To me this is a case of a sign in urban areas like the low speed limit sign. Alot of people flaunt this speed limit, IGNORE SIGNS in general. All this is fine UNTIL SOMETHING HAPPENS, then the sign comes  in to play. Then also that much used phrase - "ignorance is not accepted as an excuse".

I hope you get my meaning - alot of laws and stipulations that are there only raise their head when SOMETHING HAPPENS, otherwise people ignore them OR are not aware of same. This situation sounds like this.

1. Placing rocks on a public footpath would come into play? Is this legal?
2. Planning - Is this an open plan estate according to original plans? Would rock boundaries be seen as breaking this?
3. Had the council / corporation a responsibility here? - rocks not allowed on the footpath

Dont eat my head off - In court "silly things" like little bylaws and the like of above may come into play, stuff you and me may not be bothered finding out about when we go about doing certain things like this.

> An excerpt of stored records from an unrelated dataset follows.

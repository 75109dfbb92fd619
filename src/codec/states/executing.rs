use tracing::{debug, warn};

use crate::codec::{
    context::Context,
    message::{Command, Message},
    state::State,
    states::Outcome,
};
use crate::common::{errors::EngineError, types::PortIndex};
use crate::hardware::{
    FlushTarget, Parameter, SettingsIndex, UnitCommand, UnitEvent, UnitState,
};

/// Start buffers circulating: every free output buffer goes to the unit and
/// the producer is asked to fill the first input buffer.
pub(crate) fn resume(ctx: &mut Context) -> Result<(), EngineError> {
    if ctx.executing_active {
        debug!("[{}] already active", ctx.name());
        return Ok(());
    }

    ctx.submit_output_buffers()?;
    if ctx.port(PortIndex::Input).is_empty() {
        return Err(EngineError::Protocol(
            "resuming without input buffers".to_string(),
        ));
    }
    ctx.post_fill_this_buffer(0)?;

    ctx.executing_active = true;
    Ok(())
}

pub(super) fn on_message(ctx: &mut Context, msg: Message) -> Result<Outcome, EngineError> {
    match msg {
        Message::Command(Command::Shutdown { keep_session_alive }) => {
            ctx.shutdown_in_progress = true;
            ctx.keep_session_alive = keep_session_alive;
            ctx.executing_active = false;
            ctx.unit
                .send_command(UnitCommand::SetState(UnitState::Idle))?;
            Ok(Outcome::Goto(State::ExecutingToIdle { unit_idle: false }))
        }
        Message::Command(Command::Flush) => {
            ctx.executing_active = false;
            ctx.pending_input.clear();
            if let Some(trimmer) = ctx.skip_cut.as_mut() {
                trimmer.clear();
            }
            ctx.unit
                .send_command(UnitCommand::Flush(FlushTarget::All))?;
            Ok(Outcome::Goto(State::Flushing {
                flushed: [false; 2],
            }))
        }
        Message::Command(Command::Resume) => {
            resume(ctx)?;
            Ok(Outcome::Handled)
        }
        Message::Command(Command::RequestKeyframe) => {
            if ctx.is_encoder() {
                ctx.unit.set_parameter(Parameter::RequestKeyframe)?;
            } else {
                warn!("[{}] keyframe requests only apply to encoders", ctx.name());
            }
            Ok(Outcome::Handled)
        }
        Message::Command(Command::SetBitrate(bitrate)) => {
            ctx.unit.set_parameter(Parameter::Bitrate(bitrate))?;
            Ok(Outcome::Handled)
        }
        Message::Command(Command::SetKeyframeInterval(seconds)) => {
            ctx.unit
                .set_parameter(Parameter::IFrameInterval(seconds))?;
            Ok(Outcome::Handled)
        }
        Message::Unit(UnitEvent::PortSettingsChanged {
            port: PortIndex::Output,
            index,
        }) => on_output_settings_changed(ctx, index),
        Message::Unit(UnitEvent::BufferFlag { .. }) => Ok(Outcome::Handled),
        other => Ok(Outcome::Unhandled(other)),
    }
}

fn on_output_settings_changed(
    ctx: &mut Context,
    index: SettingsIndex,
) -> Result<Outcome, EngineError> {
    match index {
        SettingsIndex::Unspecified | SettingsIndex::PortDefinition => {
            debug!("[{}] output port definition changed", ctx.name());
            ctx.unit
                .send_command(UnitCommand::DisablePort(PortIndex::Output))?;
            ctx.free_output_buffers_not_owned_by_unit()?;
            Ok(Outcome::Goto(State::OutputPortSettingsChanged))
        }
        SettingsIndex::OutputCrop => {
            ctx.sent_format = false;
            Ok(Outcome::Handled)
        }
        SettingsIndex::Other(index) => {
            debug!("[{}] ignoring output settings change {:#x}", ctx.name(), index);
            Ok(Outcome::Handled)
        }
    }
}
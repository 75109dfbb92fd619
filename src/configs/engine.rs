use std::time::Duration;

use serde::{Deserialize, Serialize};

/// Tuning knobs for the codec engine actor.
#[derive(Debug, Deserialize, Serialize, Clone)]
pub struct EngineConfig {
    /// Mailbox depth above which posting a message logs a warning.
    #[serde(default = "default_mailbox_warn_depth")]
    pub mailbox_warn_depth: usize,
    /// Cap on input buffers held by the hardware unit at once. Unset means
    /// every free input buffer is offered upstream.
    #[serde(default)]
    pub max_in_flight_input: Option<usize>,
    /// Overrides the unit's own answer to "can you take partial frames".
    #[serde(default)]
    pub allow_partial_frames: Option<bool>,
    #[serde(default = "default_true")]
    pub blank_frames_on_secure_teardown: bool,
    /// Upper bound on a single surface dequeue.
    #[serde(default = "default_dequeue_timeout_ms")]
    pub dequeue_timeout_ms: u64,
}

impl EngineConfig {
    pub fn dequeue_timeout(&self) -> Duration {
        Duration::from_millis(self.dequeue_timeout_ms)
    }
}

impl Default for EngineConfig {
    fn default() -> Self {
        Self {
            mailbox_warn_depth: default_mailbox_warn_depth(),
            max_in_flight_input: None,
            allow_partial_frames: None,
            blank_frames_on_secure_teardown: true,
            dequeue_timeout_ms: default_dequeue_timeout_ms(),
        }
    }
}

fn default_mailbox_warn_depth() -> usize {
    256
}

fn default_true() -> bool {
    true
}

fn default_dequeue_timeout_ms() -> u64 {
    1_000
}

One could argue that the neighbour has to take RESPONSIBILITY for the CONSEQUENCES of an ACTION they took OF THEIR OWN VOLITION? When placing the rocks in the first place I am sure no consideration what so ever was given to consequences? I am not blaming them in this regard .. I am sure alot of us would not consider such things. But its a good example to show what can happen.

About being a good neighbour - where does that line get drawn relative to what your neighbour does around you? Rocks on a footpath? Large wall built obstructing your view / sunlight? Rusted cars jacked up in a drive? I think the law does not distinguish things from each other as much as we might, it can be very black and white ..

With respect to the bin argument - Bins are placed on public footpaths UNDER INSTRUCTION from the council / corporation? Here their would be clear ownership of responsibility if something were to occur? This is an interesting one - does the small print somewhere stipulate that we should put the bins on public footpaths OR have to keep them on our property?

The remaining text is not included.